Optimization of Energy Storage Properties in Lead-Free Barium Titanate-Based Ceramics via B-Site Defect Dipole Engineering

The development of lead-free dielectric materials with environmental friendliness has been of great significance to enhance the capability of electronic devices owing to their excellent energy storage properties (ESPs). Learning from the doping mechanism of ABO3, moderate defects such as oxygen vacancies (VO″) produced by chemical modification are beneficial to increase the ESP of the dielectric materials. Hence, we propose an innovative design strategy to stimulate the potential capability of energy storage in BaTiO3 (BT)-based ceramics by B-site [LiTi–Vo]− defect dipole engineering. A systematic analysis proves that the Li-occupied Ti-site in the unit cell of BT moves along the [001] direction. In this case, Li+ forms the defect dipoles with neighboring VO″, producing defect polarization as the interelectric field.

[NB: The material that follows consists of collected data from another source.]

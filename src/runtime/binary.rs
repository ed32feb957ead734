//! The `Binary` vertex: two inbound edges, one outbound edge. Both inbound
//! streams share the single inbox and ack channel `OpCore` already gives
//! every vertex; `dir` on each `OnRecv` is how this vertex tells them apart
//! (spec.md's Open Question on binary ack routing — resolved by keying acks
//! on vertex id, not on which side a message arrived from).

use std::thread;

use crate::pointstamp::Pointstamp;
use crate::protocol::VertexMsg;
use crate::vertex::{Direction, Edge};

use super::common::OpCore;

/// Spawns the task backing a `Binary` vertex. `merge` sees which side a
/// message arrived on and decides what, if anything, to forward; returning
/// `None` drops the message (still retiring its occurrence).
pub fn spawn<F>(mut core: OpCore, downstream: Edge, mut merge: F) -> thread::JoinHandle<()>
where
    F: FnMut(Direction, crate::message::Message) -> Option<crate::message::Message> + Send + 'static,
{
    thread::spawn(move || {
        while let Some(event) = core.recv() {
            match event {
                VertexMsg::OnRecv { edge, timestamp, message, dir } => {
                    if let Err(e) = core.ts_check_and_update(&timestamp) {
                        log::warn!("binary {:?}: {}", core.id(), e);
                        continue;
                    }
                    let consumed = Pointstamp::from_edge(edge, timestamp.clone());
                    if let Err(e) = core.core_decre_oc(consumed) {
                        log::warn!("binary {:?}: decre_oc rejected: {}", core.id(), e);
                    }
                    if let Some(out) = merge(dir, message) {
                        if let Err(e) = core.core_send_by(downstream, timestamp, out) {
                            log::warn!("binary {:?}: send rejected: {}", core.id(), e);
                        }
                    }
                }
                VertexMsg::OnNotify { .. } => {}
                VertexMsg::Shutdown => break,
            }
        }
    })
}
//! The `Egress` vertex: the loop-continue/exit decision point. `should_loop`
//! is evaluated on every message the body produces; while it answers `true`
//! the message goes back around the loop unchanged, and only once it
//! answers `false` does the timestamp actually leave the loop scope (its
//! innermost coordinate popped) on its way to `exit`.

use std::thread;

use crate::pointstamp::Pointstamp;
use crate::protocol::VertexMsg;
use crate::vertex::Edge;

use super::common::OpCore;

pub fn spawn<F>(
    mut core: OpCore,
    loop_back: Edge,
    exit: Edge,
    mut should_loop: F,
) -> thread::JoinHandle<()>
where
    F: FnMut(&crate::message::Message) -> bool + Send + 'static,
{
    thread::spawn(move || {
        while let Some(event) = core.recv() {
            match event {
                VertexMsg::OnRecv { edge, timestamp, message, .. } => {
                    if let Err(e) = core.ts_check_and_update(&timestamp) {
                        log::warn!("egress {:?}: {}", core.id(), e);
                        continue;
                    }
                    let consumed = Pointstamp::from_edge(edge, timestamp.clone());
                    if let Err(e) = core.core_decre_oc(consumed) {
                        log::warn!("egress {:?}: decre_oc rejected: {}", core.id(), e);
                    }
                    if should_loop(&message) {
                        if let Err(e) = core.core_send_by(loop_back, timestamp, message) {
                            log::warn!("egress {:?}: loop-back send rejected: {}", core.id(), e);
                        }
                    } else {
                        match timestamp.rewritten(core.typ()) {
                            Ok(outer_ts) => {
                                if let Err(e) = core.core_send_by(exit, outer_ts, message) {
                                    log::warn!("egress {:?}: exit send rejected: {}", core.id(), e);
                                }
                            }
                            Err(e) => log::error!("egress {:?}: {}", core.id(), e),
                        }
                    }
                }
                VertexMsg::OnNotify { .. } => {}
                VertexMsg::Shutdown => break,
            }
        }
    })
}
//! Channel endpoints connecting a vertex's runtime task to the worker.
//!
//! Vertices and the worker never share state directly; every interaction
//! crosses one of these two channel pairs. Handles are looked up by
//! [`VertexId`], never passed around as direct references, so the graph and
//! the channel plumbing can evolve independently (spec.md §9).

use std::collections::HashMap;

use crossbeam_channel::{bounded, Receiver, Sender};

use crate::error::StructuralError;
use crate::protocol::{Ack, Request, VertexMsg};
use crate::vertex::VertexId;

/// The worker's view of one vertex: where to deliver its events and acks.
#[derive(Clone)]
pub struct VertexHandle {
    pub inbox: Sender<VertexMsg>,
    pub ack: Sender<Ack>,
}

/// A vertex task's view of the worker: where to send requests, and where to
/// receive events and acks from.
pub struct WorkerHandle {
    pub requests: Sender<(VertexId, Request)>,
    pub acks: Receiver<Ack>,
    pub inbox: Receiver<VertexMsg>,
}

/// Builds the two channel pairs for a newly registered vertex. `requests_tx`
/// is the worker's single shared request channel; every vertex gets a clone
/// of the same sender.
pub fn new_channels(
    capacity: usize,
    requests_tx: Sender<(VertexId, Request)>,
) -> (VertexHandle, WorkerHandle) {
    let (inbox_tx, inbox_rx) = bounded(capacity);
    let (ack_tx, ack_rx) = bounded(capacity);
    (
        VertexHandle { inbox: inbox_tx, ack: ack_tx },
        WorkerHandle { requests: requests_tx, acks: ack_rx, inbox: inbox_rx },
    )
}

/// The worker's table of registered vertex handles.
#[derive(Default)]
pub struct HandleRegistry {
    handles: HashMap<VertexId, VertexHandle>,
}

impl HandleRegistry {
    pub fn new() -> Self {
        HandleRegistry { handles: HashMap::new() }
    }

    pub fn register(&mut self, id: VertexId, handle: VertexHandle) {
        self.handles.insert(id, handle);
    }

    pub fn get(&self, id: VertexId) -> Result<&VertexHandle, StructuralError> {
        self.handles.get(&id).ok_or(StructuralError::MissingHandle(id))
    }
}

#[cfg(test)]
mod tests {
    use super::*;

    #[test]
    fn lookup_of_unregistered_vertex_is_structural_error() {
        let registry = HandleRegistry::new();
        assert!(registry.get(VertexId(7)).is_err());
    }

    #[test]
    fn registered_handle_round_trips() {
        let (tx, _rx) = crossbeam_channel::unbounded();
        let (handle, worker_handle) = new_channels(8, tx);
        let mut registry = HandleRegistry::new();
        registry.register(VertexId(1), handle);
        assert!(registry.get(VertexId(1)).is_ok());
        drop(worker_handle);
    }
}
//! The `Feedback` vertex: routes a loop body's output back to the body's
//! own input for another iteration, incrementing the innermost timestamp
//! coordinate each time around.

use std::thread;

use crate::pointstamp::Pointstamp;
use crate::protocol::VertexMsg;
use crate::vertex::Edge;

use super::common::OpCore;

pub fn spawn(mut core: OpCore, body_in: Edge) -> thread::JoinHandle<()> {
    thread::spawn(move || {
        while let Some(event) = core.recv() {
            match event {
                VertexMsg::OnRecv { edge, timestamp, message, .. } => {
                    if let Err(e) = core.ts_check_and_update(&timestamp) {
                        log::warn!("feedback {:?}: {}", core.id(), e);
                        continue;
                    }
                    let consumed = Pointstamp::from_edge(edge, timestamp.clone());
                    if let Err(e) = core.core_decre_oc(consumed) {
                        log::warn!("feedback {:?}: decre_oc rejected: {}", core.id(), e);
                    }
                    match timestamp.rewritten(core.typ()) {
                        Ok(next_ts) => {
                            if let Err(e) = core.core_send_by(body_in, next_ts, message) {
                                log::warn!("feedback {:?}: send rejected: {}", core.id(), e);
                            }
                        }
                        Err(e) => log::error!("feedback {:?}: {}", core.id(), e),
                    }
                }
                VertexMsg::OnNotify { .. } => {}
                VertexMsg::Shutdown => break,
            }
        }
    })
}
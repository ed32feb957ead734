//! The `Unary` vertex: a one-in, one-out transform. This is what a dataflow
//! loop's body is built from (see [`crate::dataflow`]).

use std::thread;

use crate::error::UserError;
use crate::pointstamp::Pointstamp;
use crate::protocol::VertexMsg;
use crate::vertex::Edge;

use super::common::OpCore;

pub fn spawn<F>(mut core: OpCore, downstream: Edge, mut transform: F) -> thread::JoinHandle<()>
where
    F: FnMut(crate::message::Message) -> Result<crate::message::Message, UserError> + Send + 'static,
{
    thread::spawn(move || {
        while let Some(event) = core.recv() {
            match event {
                VertexMsg::OnRecv { edge, timestamp, message, .. } => {
                    if let Err(e) = core.ts_check_and_update(&timestamp) {
                        log::warn!("unary {:?}: {}", core.id(), e);
                        continue;
                    }
                    let consumed = Pointstamp::from_edge(edge, timestamp.clone());
                    if let Err(e) = core.core_decre_oc(consumed) {
                        log::warn!("unary {:?}: decre_oc rejected: {}", core.id(), e);
                    }
                    match transform(message) {
                        Ok(out) => {
                            if let Err(e) = core.core_send_by(downstream, timestamp, out) {
                                log::warn!("unary {:?}: send rejected: {}", core.id(), e);
                            }
                        }
                        Err(e) => log::warn!("unary {:?}: transform failed: {}", core.id(), e),
                    }
                }
                VertexMsg::OnNotify { .. } => {}
                VertexMsg::Shutdown => break,
            }
        }
    })
}
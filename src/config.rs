//! Runtime configuration and its command-line surface.

use getopts::Options;
use log::LevelFilter;

/// Knobs that shape a worker's run but never its progress-tracking
/// semantics: channel sizing, diagnostic verbosity, and worker identity in a
/// multi-worker log stream.
#[derive(Clone, Debug)]
pub struct Config {
    /// Bound on every vertex inbox and ack channel.
    pub channel_capacity: usize,
    pub log_level: LevelFilter,
    pub worker_id: usize,
}

impl Default for Config {
    fn default() -> Self {
        Config { channel_capacity: 1024, log_level: LevelFilter::Info, worker_id: 0 }
    }
}

/// Error building a [`Config`] from argv: either `getopts` rejected the
/// arguments, or a flag's value didn't parse.
#[derive(Debug, Clone, thiserror::Error)]
pub enum ConfigError {
    #[error("{0}")]
    Parse(String),
    #[error("invalid value {value:?} for --{flag}")]
    InvalidValue { flag: &'static str, value: String },
}

impl Config {
    /// Parses `--channel-capacity`, `--log-level`, and `--worker-id` out of
    /// `args` (excluding argv[0]), falling back to [`Config::default`] for
    /// anything unset.
    pub fn from_args(args: &[String]) -> Result<Config, ConfigError> {
        let mut opts = Options::new();
        opts.optopt("", "channel-capacity", "bound on vertex inbox/ack channels", "N");
        opts.optopt("", "log-level", "off|error|warn|info|debug|trace", "LEVEL");
        opts.optopt("", "worker-id", "identity tag for log output", "N");
        opts.optflag("h", "help", "print this help menu");

        let matches = opts.parse(args).map_err(|e| ConfigError::Parse(e.to_string()))?;

        let mut config = Config::default();

        if let Some(raw) = matches.opt_str("channel-capacity") {
            config.channel_capacity = raw.parse().map_err(|_| ConfigError::InvalidValue {
                flag: "channel-capacity",
                value: raw,
            })?;
        }

        if let Some(raw) = matches.opt_str("log-level") {
            config.log_level = raw.parse().map_err(|_| ConfigError::InvalidValue {
                flag: "log-level",
                value: raw,
            })?;
        }

        if let Some(raw) = matches.opt_str("worker-id") {
            config.worker_id =
                raw.parse().map_err(|_| ConfigError::InvalidValue { flag: "worker-id", value: raw })?;
        }

        Ok(config)
    }

    /// Usage text for `--help`, in the shape `getopts` expects to format.
    pub fn usage(program: &str) -> String {
        let mut opts = Options::new();
        opts.optopt("", "channel-capacity", "bound on vertex inbox/ack channels", "N");
        opts.optopt("", "log-level", "off|error|warn|info|debug|trace", "LEVEL");
        opts.optopt("", "worker-id", "identity tag for log output", "N");
        opts.optflag("h", "help", "print this help menu");
        opts.usage(&format!("Usage: {} [options]", program))
    }
}

#[cfg(test)]
mod tests {
    use super::*;

    #[test]
    fn defaults_when_no_args() {
        let config = Config::from_args(&[]).unwrap();
        assert_eq!(config.channel_capacity, 1024);
        assert_eq!(config.log_level, LevelFilter::Info);
        assert_eq!(config.worker_id, 0);
    }

    #[test]
    fn parses_every_flag() {
        let args: Vec<String> = vec![
            "--channel-capacity".into(),
            "64".into(),
            "--log-level".into(),
            "debug".into(),
            "--worker-id".into(),
            "3".into(),
        ];
        let config = Config::from_args(&args).unwrap();
        assert_eq!(config.channel_capacity, 64);
        assert_eq!(config.log_level, LevelFilter::Debug);
        assert_eq!(config.worker_id, 3);
    }

    #[test]
    fn invalid_log_level_is_rejected() {
        let args: Vec<String> = vec!["--log-level".into(), "noisy".into()];
        assert!(Config::from_args(&args).is_err());
    }
}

It resists the applied electric field, resulting in smaller remnant polarization (Pr) and dielectric breakdown strength (BDS) to optimize the ESP. As expected, the Li+-doped BT ceramic through defect dipole engineering exhibits a low Pr of 2.29 μC/cm2 and a giant gap in the polarization (ΔP) up to 35.73 μC/cm2, which is superior to the pure BT ceramic (Pr of 19.98 μC/cm2 and ΔP of 18.86 μC/cm2) and other element (such as Zr4+ and Sr2+)-doped BT materials. More importantly, it satisfies the requirement of a larger BDS of 140 kV/cm with the corresponding recoverable energy storage density of 1.11 J/cm3. Our research focuses on the B-site defect dipole engineering, which is expected to benefit energy storage material design.